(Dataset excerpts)
┄┄┄┄┄┄┄┄┄┄┄┄┄┄┄┄┄┄┄┄
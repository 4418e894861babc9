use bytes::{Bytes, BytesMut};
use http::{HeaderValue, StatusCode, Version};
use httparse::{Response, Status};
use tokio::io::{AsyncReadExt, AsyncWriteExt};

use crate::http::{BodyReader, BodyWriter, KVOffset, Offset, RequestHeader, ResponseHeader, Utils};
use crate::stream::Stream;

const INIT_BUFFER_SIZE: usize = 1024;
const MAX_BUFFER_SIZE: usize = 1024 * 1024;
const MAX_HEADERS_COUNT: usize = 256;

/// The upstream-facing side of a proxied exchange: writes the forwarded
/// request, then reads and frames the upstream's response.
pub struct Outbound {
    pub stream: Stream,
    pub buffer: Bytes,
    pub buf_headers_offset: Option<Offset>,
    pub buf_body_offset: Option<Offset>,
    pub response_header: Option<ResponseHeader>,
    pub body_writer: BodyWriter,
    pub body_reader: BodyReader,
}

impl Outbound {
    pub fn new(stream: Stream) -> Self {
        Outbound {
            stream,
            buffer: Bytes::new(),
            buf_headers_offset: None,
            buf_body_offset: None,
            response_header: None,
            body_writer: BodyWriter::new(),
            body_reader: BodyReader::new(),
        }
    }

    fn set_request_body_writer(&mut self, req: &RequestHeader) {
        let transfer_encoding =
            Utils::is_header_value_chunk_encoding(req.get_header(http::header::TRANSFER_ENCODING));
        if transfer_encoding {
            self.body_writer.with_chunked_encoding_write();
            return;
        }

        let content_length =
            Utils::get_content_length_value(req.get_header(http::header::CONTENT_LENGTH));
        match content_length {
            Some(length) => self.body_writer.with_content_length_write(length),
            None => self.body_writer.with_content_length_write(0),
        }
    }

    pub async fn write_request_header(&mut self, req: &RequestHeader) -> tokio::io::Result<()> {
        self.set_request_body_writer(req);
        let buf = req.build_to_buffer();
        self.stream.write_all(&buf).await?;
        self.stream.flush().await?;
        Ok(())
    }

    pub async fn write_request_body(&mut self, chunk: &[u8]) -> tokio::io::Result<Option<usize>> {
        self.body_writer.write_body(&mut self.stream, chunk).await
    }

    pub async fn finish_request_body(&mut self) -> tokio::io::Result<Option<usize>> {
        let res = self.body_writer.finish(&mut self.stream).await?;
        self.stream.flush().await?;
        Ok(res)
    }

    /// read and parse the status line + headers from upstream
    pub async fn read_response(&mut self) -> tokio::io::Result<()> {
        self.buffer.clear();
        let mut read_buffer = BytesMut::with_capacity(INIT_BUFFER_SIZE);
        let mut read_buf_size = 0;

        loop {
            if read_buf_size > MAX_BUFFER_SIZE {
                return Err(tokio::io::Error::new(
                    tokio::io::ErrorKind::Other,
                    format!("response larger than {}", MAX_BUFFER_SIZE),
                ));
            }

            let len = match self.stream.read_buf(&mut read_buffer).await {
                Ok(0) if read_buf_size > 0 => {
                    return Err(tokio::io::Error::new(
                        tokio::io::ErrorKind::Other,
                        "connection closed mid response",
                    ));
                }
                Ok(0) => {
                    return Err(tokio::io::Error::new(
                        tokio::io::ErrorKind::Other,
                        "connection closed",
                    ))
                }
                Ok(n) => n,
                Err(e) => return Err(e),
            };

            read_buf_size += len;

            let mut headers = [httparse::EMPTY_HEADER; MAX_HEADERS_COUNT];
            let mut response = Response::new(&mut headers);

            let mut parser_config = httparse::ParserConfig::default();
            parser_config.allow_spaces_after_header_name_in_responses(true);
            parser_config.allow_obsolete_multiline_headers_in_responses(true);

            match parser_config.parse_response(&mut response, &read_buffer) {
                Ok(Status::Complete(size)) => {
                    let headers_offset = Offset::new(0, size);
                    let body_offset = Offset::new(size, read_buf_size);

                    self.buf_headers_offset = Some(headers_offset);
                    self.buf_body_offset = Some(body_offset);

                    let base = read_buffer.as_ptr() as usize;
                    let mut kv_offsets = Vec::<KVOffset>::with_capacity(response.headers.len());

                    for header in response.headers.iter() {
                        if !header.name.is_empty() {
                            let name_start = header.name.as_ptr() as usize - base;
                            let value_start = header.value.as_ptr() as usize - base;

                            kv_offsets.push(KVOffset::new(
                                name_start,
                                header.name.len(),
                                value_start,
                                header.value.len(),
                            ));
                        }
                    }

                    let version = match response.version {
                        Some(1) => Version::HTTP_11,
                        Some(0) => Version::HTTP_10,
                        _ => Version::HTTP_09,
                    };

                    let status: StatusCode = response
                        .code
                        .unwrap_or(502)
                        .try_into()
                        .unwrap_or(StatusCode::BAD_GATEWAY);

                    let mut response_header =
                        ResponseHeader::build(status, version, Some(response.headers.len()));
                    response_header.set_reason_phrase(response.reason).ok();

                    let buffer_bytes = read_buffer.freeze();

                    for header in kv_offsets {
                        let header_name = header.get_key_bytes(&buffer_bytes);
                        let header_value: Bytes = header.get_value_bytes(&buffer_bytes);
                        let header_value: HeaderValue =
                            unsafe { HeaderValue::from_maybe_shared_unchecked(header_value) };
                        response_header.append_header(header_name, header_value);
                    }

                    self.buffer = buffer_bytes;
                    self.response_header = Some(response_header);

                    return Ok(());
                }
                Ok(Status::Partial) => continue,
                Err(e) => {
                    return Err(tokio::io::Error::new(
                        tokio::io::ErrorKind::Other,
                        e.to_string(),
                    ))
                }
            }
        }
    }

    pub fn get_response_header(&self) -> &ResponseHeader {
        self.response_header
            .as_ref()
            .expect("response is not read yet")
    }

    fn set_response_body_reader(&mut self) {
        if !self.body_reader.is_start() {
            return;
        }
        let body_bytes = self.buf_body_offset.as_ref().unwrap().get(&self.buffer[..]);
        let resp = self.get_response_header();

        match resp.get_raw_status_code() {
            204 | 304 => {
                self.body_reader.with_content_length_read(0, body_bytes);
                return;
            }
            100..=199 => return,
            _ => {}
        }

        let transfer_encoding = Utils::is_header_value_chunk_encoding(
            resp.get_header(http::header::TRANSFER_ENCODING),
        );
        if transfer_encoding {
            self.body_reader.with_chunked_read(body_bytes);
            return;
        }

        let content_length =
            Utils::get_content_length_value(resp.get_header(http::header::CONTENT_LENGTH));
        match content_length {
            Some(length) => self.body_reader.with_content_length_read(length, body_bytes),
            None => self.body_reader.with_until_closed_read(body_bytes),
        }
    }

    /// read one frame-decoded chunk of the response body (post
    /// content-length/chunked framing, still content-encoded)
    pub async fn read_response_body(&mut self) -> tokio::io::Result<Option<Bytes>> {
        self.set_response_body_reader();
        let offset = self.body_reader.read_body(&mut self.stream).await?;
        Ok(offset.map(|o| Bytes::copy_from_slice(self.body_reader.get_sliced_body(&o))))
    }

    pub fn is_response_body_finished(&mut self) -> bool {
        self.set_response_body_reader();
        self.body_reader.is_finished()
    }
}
┄┄┄┄┄┄┄┄┄┄┄┄┄┄┄┄┄┄┄┄
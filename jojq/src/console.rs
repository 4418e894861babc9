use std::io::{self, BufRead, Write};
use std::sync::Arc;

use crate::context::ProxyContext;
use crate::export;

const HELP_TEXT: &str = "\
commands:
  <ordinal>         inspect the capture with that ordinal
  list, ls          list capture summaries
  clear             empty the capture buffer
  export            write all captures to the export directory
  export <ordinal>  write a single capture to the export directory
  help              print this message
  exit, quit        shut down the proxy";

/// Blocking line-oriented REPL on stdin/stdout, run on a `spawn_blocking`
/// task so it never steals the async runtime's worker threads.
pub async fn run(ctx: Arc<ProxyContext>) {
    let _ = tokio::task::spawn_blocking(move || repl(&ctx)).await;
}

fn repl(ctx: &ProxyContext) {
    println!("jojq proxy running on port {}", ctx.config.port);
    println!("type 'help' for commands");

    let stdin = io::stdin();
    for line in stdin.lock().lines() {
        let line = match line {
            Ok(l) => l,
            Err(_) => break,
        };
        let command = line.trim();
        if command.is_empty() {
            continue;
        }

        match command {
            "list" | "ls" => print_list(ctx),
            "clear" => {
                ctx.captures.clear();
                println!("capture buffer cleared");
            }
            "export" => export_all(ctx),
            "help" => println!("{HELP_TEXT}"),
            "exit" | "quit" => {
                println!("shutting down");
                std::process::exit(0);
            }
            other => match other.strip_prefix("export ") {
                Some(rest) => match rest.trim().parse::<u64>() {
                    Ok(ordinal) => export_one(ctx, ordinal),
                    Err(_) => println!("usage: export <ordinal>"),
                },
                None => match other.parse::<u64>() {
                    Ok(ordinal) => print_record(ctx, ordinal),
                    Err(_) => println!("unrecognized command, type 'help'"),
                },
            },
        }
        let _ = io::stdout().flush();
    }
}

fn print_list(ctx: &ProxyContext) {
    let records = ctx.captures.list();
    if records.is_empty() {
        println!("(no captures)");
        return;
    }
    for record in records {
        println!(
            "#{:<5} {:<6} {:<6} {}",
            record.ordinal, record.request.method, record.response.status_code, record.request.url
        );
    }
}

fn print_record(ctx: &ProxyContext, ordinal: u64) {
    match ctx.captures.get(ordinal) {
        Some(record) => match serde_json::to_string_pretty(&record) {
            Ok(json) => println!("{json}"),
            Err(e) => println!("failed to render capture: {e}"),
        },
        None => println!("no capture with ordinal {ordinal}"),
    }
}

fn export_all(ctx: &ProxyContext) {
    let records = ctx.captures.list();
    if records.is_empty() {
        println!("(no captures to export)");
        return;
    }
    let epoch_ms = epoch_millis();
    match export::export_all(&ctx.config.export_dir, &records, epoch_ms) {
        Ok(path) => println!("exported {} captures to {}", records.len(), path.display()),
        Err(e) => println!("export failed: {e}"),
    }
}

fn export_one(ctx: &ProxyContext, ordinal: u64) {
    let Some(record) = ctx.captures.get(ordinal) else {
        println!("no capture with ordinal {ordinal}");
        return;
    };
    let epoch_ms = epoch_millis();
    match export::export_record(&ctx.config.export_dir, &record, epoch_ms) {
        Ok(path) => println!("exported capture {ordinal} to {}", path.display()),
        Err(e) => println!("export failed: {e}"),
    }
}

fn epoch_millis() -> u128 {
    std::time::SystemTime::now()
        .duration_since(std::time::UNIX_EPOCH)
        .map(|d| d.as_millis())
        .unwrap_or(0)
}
┄┄┄┄┄┄┄┄┄┄┄┄┄┄┄┄┄┄┄┄
Work order =>
Where a line of the records contains the word "ResponseHeader", copy that line.

Written solution =>
use crate::http::{BodyReader, BodyWriter, KVOffset, Offset, RequestHeader, ResponseHeader, Utils};
    pub response_header: Option<ResponseHeader>,
                        ResponseHeader::build(status, version, Some(response.headers.len()));
    pub fn get_response_header(&self) -> &ResponseHeader {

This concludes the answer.